SEAT Leon Cupra, 2020, 8k, £28,450
The newest car of our bunch, the old SEAT Leon Cupra is looking more appealing by the month. Because here’s a car as fast as a new Cupra Leon estate but without the annoying interior and weird badges. It wouldn’t be a stretch to say it’s the nicer car to look at, too. For thousands of pounds less than new, if perhaps a little more than you might expect (welcome to used cars in 2022). But the SEAT still has plenty going for it; here was a car with all the attributes the Golf R wagon was praised for – ample all-weather performance, assured handling, quite a bit of space – in a more affordable package. The 4Drive models came only with the DSG, to complete the mini-RS4 feel. This one is still some way from 10,000 miles and £1,500 under budget as well – it’s not just V8s and rare groove Volvos around here…
Audi S6 Avant, 2015, 75k, £27,990
But if there is a V8 on the table… Typically we’d point you in the direction of an RS product as soon as Audi wagons are up for discussion, but, frankly, they don’t come cheap. And as the end is nigh for internal combustion, so the best of the back catalogue is becoming highly prized. Whisper it, then, but for actual fast family wagon duties, an Audi S Avant might be a better bet – less attention-grabbing, less expensive, and probably better suited to hauling lots of stuff a long way. Yet still with a surfeit of performance, as to be found in this 450hp S6 Avant. And with just the tiny grille badge and mirrors to give the game away, nobody would be any the wiser – which is just how a fast estate should be. A few miles has made the interior shiny, but that can be sorted – just think of the engine…
Skoda Superb 2.0 TSI 272, 2019, 17k, £28,950
It’s true that many if not most affordable fast estates have something of the ‘sensible shoe’ about them, but the quickest Superb takes the concept almost to its logical conclusion. The 272hp variant is not the wagon to buy if you want to smoke hot hatch owners; it’s too lazy and wantonly marshmallowy for that. But it’s huge and hugely likeable, and is pleasantly anonymous in a way that most thrusting fast estates are not. Which means you can buy one without drawing any unwanted attention. Especially in Laurin + Klement trim, which sets aside the usual Sportline tinsel in favour of flagship-grade ambience. You won’t want for comfort or toys. Body control at an apex, possibly – but that’s what the rest of this list is for.

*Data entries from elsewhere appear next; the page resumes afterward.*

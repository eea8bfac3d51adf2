//! Principal model - local credential accounts and directory-origin accounts.

use chrono::{DateTime, Utc};
use serde::{Deserialize, Serialize};
use uuid::Uuid;

/// Authentication method / account origin tag.
#[derive(Debug, Clone, Copy, PartialEq, Eq, Hash, Serialize, Deserialize)]
#[serde(rename_all = "lowercase")]
pub enum AuthMethod {
    Local,
    Directory,
}

impl AuthMethod {
    pub fn as_str(&self) -> &'static str {
        match self {
            AuthMethod::Local => "local",
            AuthMethod::Directory => "directory",
        }
    }

    pub fn from_code(code: &str) -> Option<Self> {
        match code {
            "local" => Some(AuthMethod::Local),
            "directory" => Some(AuthMethod::Directory),
            _ => None,
        }
    }
}

impl std::fmt::Display for AuthMethod {
    fn fmt(&self, f: &mut std::fmt::Formatter<'_>) -> std::fmt::Result {
        f.write_str(self.as_str())
    }
}

/// Principal entity.
///
/// Local principals carry a password hash; directory principals carry a
/// foreign identity reference and are upserted on every successful bind.
#[derive(Debug, Clone)]
pub struct Principal {
    pub id: Uuid,
    pub username: String,
    pub origin: AuthMethod,
    pub email: Option<String>,
    pub display_name: Option<String>,
    pub department: Option<String>,
    pub is_active: bool,
    pub is_verified: bool,
    pub failed_login_attempts: i32,
    pub locked_until: Option<DateTime<Utc>>,
    /// PHC-format Argon2 hash (salt embedded). Local principals only.
    pub password_hash: Option<String>,
    /// Foreign identity reference (directory DN or object id). Directory principals only.
    pub directory_id: Option<String>,
    /// Whether the one-time-code challenge factor is enrolled.
    pub second_factor_enrolled: bool,
    pub created_at: DateTime<Utc>,
    pub updated_at: DateTime<Utc>,
    pub last_login: Option<DateTime<Utc>>,
}

impl Principal {
    /// Create a new local principal with an already-hashed password.
    pub fn new_local(username: String, password_hash: String, email: Option<String>) -> Self {
        let now = Utc::now();
        Self {
            id: Uuid::new_v4(),
            username,
            origin: AuthMethod::Local,
            email,
            display_name: None,
            department: None,
            is_active: true,
            is_verified: true,
            failed_login_attempts: 0,
            locked_until: None,
            password_hash: Some(password_hash),
            directory_id: None,
            second_factor_enrolled: false,
            created_at: now,
            updated_at: now,
            last_login: None,
        }
    }

    /// Whether a lockout is currently in force.
    pub fn is_locked(&self, now: DateTime<Utc>) -> bool {
        matches!(self.locked_until, Some(until) if until > now)
    }

    /// Convert to sanitized view (no credential material).
    pub fn sanitized(&self) -> PrincipalView {
        PrincipalView {
            id: self.id,
            username: self.username.clone(),
            origin: self.origin,
            email: self.email.clone(),
            display_name: self.display_name.clone(),
            department: self.department.clone(),
            is_active: self.is_active,
            is_verified: self.is_verified,
            last_login: self.last_login,
        }
    }
}

/// Principal view handed across the UI boundary (no sensitive fields).
#[derive(Debug, Clone, Serialize, Deserialize)]
pub struct PrincipalView {
    pub id: Uuid,
    pub username: String,
    pub origin: AuthMethod,
    pub email: Option<String>,
    pub display_name: Option<String>,
    pub department: Option<String>,
    pub is_active: bool,
    pub is_verified: bool,
    pub last_login: Option<DateTime<Utc>>,
}

#[cfg(test)]
mod tests {
    use super::*;
    use chrono::Duration;

    #[test]
    fn lockout_window_is_inclusive_of_future_only() {
        let mut p = Principal::new_local("carol".into(), "$argon2id$stub".into(), None);
        let now = Utc::now();
        assert!(!p.is_locked(now));

        p.locked_until = Some(now + Duration::minutes(30));
        assert!(p.is_locked(now));

        p.locked_until = Some(now - Duration::seconds(1));
        assert!(!p.is_locked(now));
    }

    #[test]
    fn sanitized_view_drops_credential_material() {
        let p = Principal::new_local("carol".into(), "$argon2id$stub".into(), None);
        let view = p.sanitized();
        let json = serde_json::to_string(&view).expect("serialize view");
        assert!(!json.contains("argon2"));
        assert!(!json.contains("password"));
    }
}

BMW 540i xDrive Touring, 2018, 69k, £26,500
Another one from the subtle but supremely effective school, the BMW 540i arguably doesn’t get the attention it deserves. It lacks the M Performance billing that the smaller 340i gets with the same engine, and isn’t as trendy as the X3 and X4 SUVs that also employ the 3.0-litre B58 straight six. All the better, then, for minimum fuss and maximum utility; with 340hp and 369lb ft, a 540i will reach 62mph in 5.1 seconds. And with the seats down, there’s an enormous 1,700 litres of boot space. Talk about the best of both worlds. That’s without mentioning how well-sorted the xDrive system is. Like the AMG, this BMW is quite sombrely specced, but most G31 540is are still above budget. This one, thanks to almost 70,000 miles, is £3,500 under. That’ll easily cover getting the wheels silver, at least.